▸ **TASK INSTRUCTIONS**
Find the line with "pub const fn" in the entries below, then reproduce it and every line after it down to and including the line with "pub struct TargetsConfig", exactly.

───── DATA EXCERPTS

//! Configuration management for wave.

use std::fs;
use std::path::{Path, PathBuf};

use serde::{Deserialize, Serialize};

use crate::error::{Error, Result};
use crate::resource::ResourceKind;
use crate::strategy::Strategy;

/// Default configuration file name.
pub const DEFAULT_CONFIG_FILE: &str = "wave.yaml";

/// Default directory for pulled resource files.
pub const DEFAULT_OUTPUT_DIR: &str = ".gitea/defaults";

/// Environment variable overriding `gitea_url`.
pub const URL_ENV: &str = "GITEA_URL";

/// Environment variable overriding `gitea_token`.
pub const TOKEN_ENV: &str = "GITEA_TOKEN";

/// wave configuration loaded from `wave.yaml`.
#[derive(Debug, Clone, Default, Serialize, Deserialize)]
#[serde(default)]
pub struct Config {
    /// Base URL of the Gitea instance.
    #[serde(skip_serializing_if = "Option::is_none")]
    pub gitea_url: Option<String>,

    /// API token. Prefer the `GITEA_TOKEN` environment variable.
    #[serde(skip_serializing_if = "Option::is_none")]
    pub gitea_token: Option<String>,

    /// Local store settings.
    #[serde(rename = "config")]
    pub store: StoreConfig,

    /// Kinds written by `wave pull`.
    pub pull: Toggles,

    /// Kinds applied by `wave push`.
    pub push: Toggles,

    /// Repositories a push applies to.
    pub targets: TargetsConfig,

    /// Report planned operations without changing anything.
    pub dry_run: bool,

    #[serde(skip_serializing_if = "Option::is_none")]
    pub topics_update_strategy: Option<String>,
    #[serde(skip_serializing_if = "Option::is_none")]
    pub branch_protections_update_strategy: Option<String>,
    #[serde(skip_serializing_if = "Option::is_none")]
    pub tag_protections_update_strategy: Option<String>,
    #[serde(skip_serializing_if = "Option::is_none")]
    pub webhooks_update_strategy: Option<String>,
}

impl Config {
    /// Load config from a YAML file.
    ///
    /// A missing or empty file yields the default configuration.
    ///
    /// # Errors
    /// Returns error if file can't be read or parsed.
    pub fn load(path: impl AsRef<Path>) -> Result<Self> {
        let path = path.as_ref();
        if !path.exists() {
            return Ok(Self::default());
        }

        let content = fs::read_to_string(path)?;
        if content.trim().is_empty() {
            return Ok(Self::default());
        }

        serde_yaml::from_str(&content).map_err(|e| Error::Parse {
            file: path.to_path_buf(),
            message: e.to_string(),
        })
    }

    /// Save config to a YAML file.
    ///
    /// # Errors
    /// Returns error if serialization or write fails.
    pub fn save(&self, path: impl AsRef<Path>) -> Result<()> {
        let content = serde_yaml::to_string(self)?;
        fs::write(path, content)?;
        Ok(())
    }

    /// Raw strategy value configured for `kind`, if any.
    #[must_use]
    pub fn strategy_value(&self, kind: ResourceKind) -> Option<&str> {
        match kind {
            ResourceKind::Topics => self.topics_update_strategy.as_deref(),
            ResourceKind::BranchProtections => self.branch_protections_update_strategy.as_deref(),
            ResourceKind::TagProtections => self.tag_protections_update_strategy.as_deref(),
            ResourceKind::Webhooks => self.webhooks_update_strategy.as_deref(),
            ResourceKind::RepoSettings | ResourceKind::Templates => None,
        }
    }

    /// Strategy for `kind`, or `None` for kinds that are not strategy-driven.
    ///
    /// Parsed on demand so an invalid value only fails the kind it belongs to.
    ///
    /// # Errors
    /// Returns [`Error::UnknownStrategy`] if the configured value is invalid.
    pub fn strategy_for(&self, kind: ResourceKind) -> Result<Option<Strategy>> {
        if !kind.has_strategy() {
            return Ok(None);
        }
        self.strategy_value(kind)
            .filter(|value| !value.trim().is_empty())
            .map_or(Ok(Strategy::default()), |value| Strategy::parse(kind, value))
            .map(Some)
    }

    /// Directory holding the resource files.
    #[must_use]
    pub fn output_dir(&self) -> &Path {
        &self.store.output_dir
    }

    /// Path of the local file for `kind`.
    #[must_use]
    pub fn file_path(&self, kind: ResourceKind) -> PathBuf {
        self.store.output_dir.join(kind.file_name())
    }

    /// Gitea URL, with `GITEA_URL` taking precedence over the file.
    ///
    /// `lookup` resolves environment variables; pass `|k| std::env::var(k).ok()`.
    ///
    /// # Errors
    /// Returns [`Error::Config`] if neither source provides a URL.
    pub fn gitea_url(&self, lookup: impl Fn(&str) -> Option<String>) -> Result<String> {
        lookup(URL_ENV)
            .or_else(|| self.gitea_url.clone())
            .map(|url| url.trim().trim_end_matches('/').to_string())
            .filter(|url| !url.is_empty())
            .ok_or_else(|| Error::Config(format!("gitea_url is not set (set it in the config file or {URL_ENV})")))
    }

    /// Gitea token, with `GITEA_TOKEN` taking precedence over the file.
    ///
    /// # Errors
    /// Returns [`Error::Config`] if neither source provides a token.
    pub fn gitea_token(&self, lookup: impl Fn(&str) -> Option<String>) -> Result<String> {
        lookup(TOKEN_ENV)
            .or_else(|| self.gitea_token.clone())
            .map(|token| token.trim().to_string())
            .filter(|token| !token.is_empty())
            .ok_or_else(|| {
                Error::Config(format!("gitea_token is not set (set it in the config file or {TOKEN_ENV})"))
            })
    }

    /// Check settings that don't need the remote.
    ///
    /// # Errors
    /// Returns the first configuration problem found.
    pub fn validate(&self) -> Result<()> {
        for kind in ResourceKind::ALL {
            self.strategy_for(kind)?;
        }
        if self.targets.autodiscover && self.targets.organization.trim().is_empty() {
            return Err(Error::Config(
                "autodiscover is enabled but organization is not set".into(),
            ));
        }
        Ok(())
    }
}

/// Local store settings.
#[derive(Debug, Clone, Serialize, Deserialize)]
pub struct StoreConfig {
    /// Directory the resource files live in.
    #[serde(default = "default_output_dir")]
    pub output_dir: PathBuf,
}

impl Default for StoreConfig {
    fn default() -> Self {
        Self {
            output_dir: default_output_dir(),
        }
    }
}

fn default_output_dir() -> PathBuf {
    PathBuf::from(DEFAULT_OUTPUT_DIR)
}

/// Per-kind enablement.
#[derive(Debug, Clone, Copy, PartialEq, Eq, Serialize, Deserialize)]
#[serde(default)]
pub struct Toggles {
    pub repo_settings: bool,
    pub topics: bool,
    pub branch_protections: bool,
    pub tag_protections: bool,
    pub webhooks: bool,
    /// Off unless asked for: pushing templates opens pull requests.
    pub templates: bool,
}

impl Default for Toggles {
    fn default() -> Self {
        Self {
            repo_settings: true,
            topics: true,
            branch_protections: true,
            tag_protections: true,
            webhooks: true,
            templates: false,
        }
    }
}

impl Toggles {
    /// Whether `kind` is enabled.
    #[must_use]
    pub const fn enabled(&self, kind: ResourceKind) -> bool {
        match kind {
            ResourceKind::RepoSettings => self.repo_settings,
            ResourceKind::Topics => self.topics,
            ResourceKind::BranchProtections => self.branch_protections,
            ResourceKind::TagProtections => self.tag_protections,
            ResourceKind::Webhooks => self.webhooks,
            ResourceKind::Templates => self.templates,
        }
    }

    /// Enabled kinds in push order.
    #[must_use]
    pub fn kinds(&self) -> Vec<ResourceKind> {
        ResourceKind::ALL
            .into_iter()
            .filter(|kind| self.enabled(*kind))
            .collect()
    }
}

/// Which repositories a push applies to.
#[derive(Debug, Clone, Default, Serialize, Deserialize)]
#[serde(default)]
pub struct TargetsConfig {
    /// Add every repository of `organization` matching `autodiscover_filter`.
    pub autodiscover: bool,
    pub organization: String,
    /// Repository name filter; `*` matches any run of characters.
    pub autodiscover_filter: String,
    /// Explicit `owner/name` targets.
    pub repos: Vec<String>,
    /// `owner/name` entries removed from the final list (case-insensitive).
    pub exclude_repos: Vec<String>,
}
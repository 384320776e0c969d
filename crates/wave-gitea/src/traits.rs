//! Trait abstractions for Gitea API operations.
//!
//! This module defines the `GiteaApi` trait which abstracts Gitea API operations,
//! enabling dependency injection and testability.

use wave_core::{BranchProtection, RepoSettings, TagProtection, Webhook};

use crate::Result;
use crate::types::{Branch, ChangeFiles, ContentEntry, CreatePullRequest, PullRequest, Repository};

/// Trait for Gitea API operations.
///
/// All repository-scoped methods take `owner` and `repo` so one client can
/// serve every target repository of a push.
pub trait GiteaApi: Send + Sync {
    // === Repository ===

    /// Get a repository.
    fn get_repo(
        &self,
        owner: &str,
        repo: &str,
    ) -> impl std::future::Future<Output = Result<Repository>> + Send;

    /// Edit repository settings. Only the fields set in `settings` are sent.
    fn edit_repo(
        &self,
        owner: &str,
        repo: &str,
        settings: &RepoSettings,
    ) -> impl std::future::Future<Output = Result<Repository>> + Send;

    /// List every repository of an organization.
    fn list_org_repos(
        &self,
        org: &str,
    ) -> impl std::future::Future<Output = Result<Vec<Repository>>> + Send;

    // === Topics ===

    /// List repository topics.
    fn list_topics(
        &self,
        owner: &str,
        repo: &str,
    ) -> impl std::future::Future<Output = Result<Vec<String>>> + Send;

    /// Replace all repository topics.
    fn set_topics(
        &self,
        owner: &str,
        repo: &str,
        topics: &[String],
    ) -> impl std::future::Future<Output = Result<()>> + Send;

    /// Add one topic.
    fn add_topic(
        &self,
        owner: &str,
        repo: &str,
        topic: &str,
    ) -> impl std::future::Future<Output = Result<()>> + Send;

    // === Branch protections ===

    /// List branch protection rules.
    fn list_branch_protections(
        &self,
        owner: &str,
        repo: &str,
    ) -> impl std::future::Future<Output = Result<Vec<BranchProtection>>> + Send;

    /// Create a branch protection rule.
    fn create_branch_protection(
        &self,
        owner: &str,
        repo: &str,
        rule: &BranchProtection,
    ) -> impl std::future::Future<Output = Result<BranchProtection>> + Send;

    /// Edit the branch protection rule called `name`.
    fn edit_branch_protection(
        &self,
        owner: &str,
        repo: &str,
        name: &str,
        rule: &BranchProtection,
    ) -> impl std::future::Future<Output = Result<BranchProtection>> + Send;

    /// Delete the branch protection rule called `name`.
    fn delete_branch_protection(
        &self,
        owner: &str,
        repo: &str,
        name: &str,
    ) -> impl std::future::Future<Output = Result<()>> + Send;

    // === Tag protections ===

    /// List tag protection rules.
    fn list_tag_protections(
        &self,
        owner: &str,
        repo: &str,
    ) -> impl std::future::Future<Output = Result<Vec<TagProtection>>> + Send;

    /// Create a tag protection rule.
    fn create_tag_protection(
        &self,
        owner: &str,
        repo: &str,
        rule: &TagProtection,
    ) -> impl std::future::Future<Output = Result<TagProtection>> + Send;

    /// Edit a tag protection rule by id.
    fn edit_tag_protection(
        &self,
        owner: &str,
        repo: &str,
        id: u64,
        rule: &TagProtection,
    ) -> impl std::future::Future<Output = Result<TagProtection>> + Send;

    /// Delete a tag protection rule by id.
    fn delete_tag_protection(
        &self,
        owner: &str,
        repo: &str,
        id: u64,
    ) -> impl std::future::Future<Output = Result<()>> + Send;

    // === Webhooks ===

    /// List webhooks.
    fn list_hooks(
        &self,
        owner: &str,
        repo: &str,
    ) -> impl std::future::Future<Output = Result<Vec<Webhook>>> + Send;

    /// Create a webhook.
    fn create_hook(
        &self,
        owner: &str,
        repo: &str,
        hook: &Webhook,
    ) -> impl std::future::Future<Output = Result<Webhook>> + Send;

    /// Edit a webhook by id.
    fn edit_hook(
        &self,
        owner: &str,
        repo: &str,
        id: u64,
        hook: &Webhook,
    ) -> impl std::future::Future<Output = Result<Webhook>> + Send;

    /// Delete a webhook by id.
    fn delete_hook(
        &self,
        owner: &str,
        repo: &str,
        id: u64,
    ) -> impl std::future::Future<Output = Result<()>> + Send;

    // === Contents ===

    /// Get a branch. Returns `None` if it does not exist.
    fn get_branch(
        &self,
        owner: &str,
        repo: &str,
        branch: &str,
    ) -> impl std::future::Future<Output = Result<Option<Branch>>> + Send;

    /// Get a single file at `git_ref`. Returns `None` if it does not exist.
    fn get_file(
        &self,
        owner: &str,
        repo: &str,
        git_ref: &str,
        path: &str,
    ) -> impl std::future::Future<Output = Result<Option<ContentEntry>>> + Send;

    /// List a directory at `git_ref`. A missing directory is empty.
    fn list_dir(
        &self,
        owner: &str,
        repo: &str,
        git_ref: &str,
        path: &str,
    ) -> impl std::future::Future<Output = Result<Vec<ContentEntry>>> + Send;

    /// Commit several file changes at once.
    fn change_files(
        &self,
        owner: &str,
        repo: &str,
        request: &ChangeFiles,
    ) -> impl std::future::Future<Output = Result<()>> + Send;

    /// Open a pull request.
    fn create_pull_request(
        &self,
        owner: &str,
        repo: &str,
        pr: &CreatePullRequest,
    ) -> impl std::future::Future<Output = Result<PullRequest>> + Send;
}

──────────

▸ **RESULT**
    pub const fn enabled(&self, kind: ResourceKind) -> bool {
        match kind {
            ResourceKind::RepoSettings => self.repo_settings,
            ResourceKind::Topics => self.topics,
            ResourceKind::BranchProtections => self.branch_protections,
            ResourceKind::TagProtections => self.tag_protections,
            ResourceKind::Webhooks => self.webhooks,
            ResourceKind::Templates => self.templates,
        }
    }

    /// Enabled kinds in push order.
    #[must_use]
    pub fn kinds(&self) -> Vec<ResourceKind> {
        ResourceKind::ALL
            .into_iter()
            .filter(|kind| self.enabled(*kind))
            .collect()
    }
}

/// Which repositories a push applies to.
#[derive(Debug, Clone, Default, Serialize, Deserialize)]
#[serde(default)]
pub struct TargetsConfig {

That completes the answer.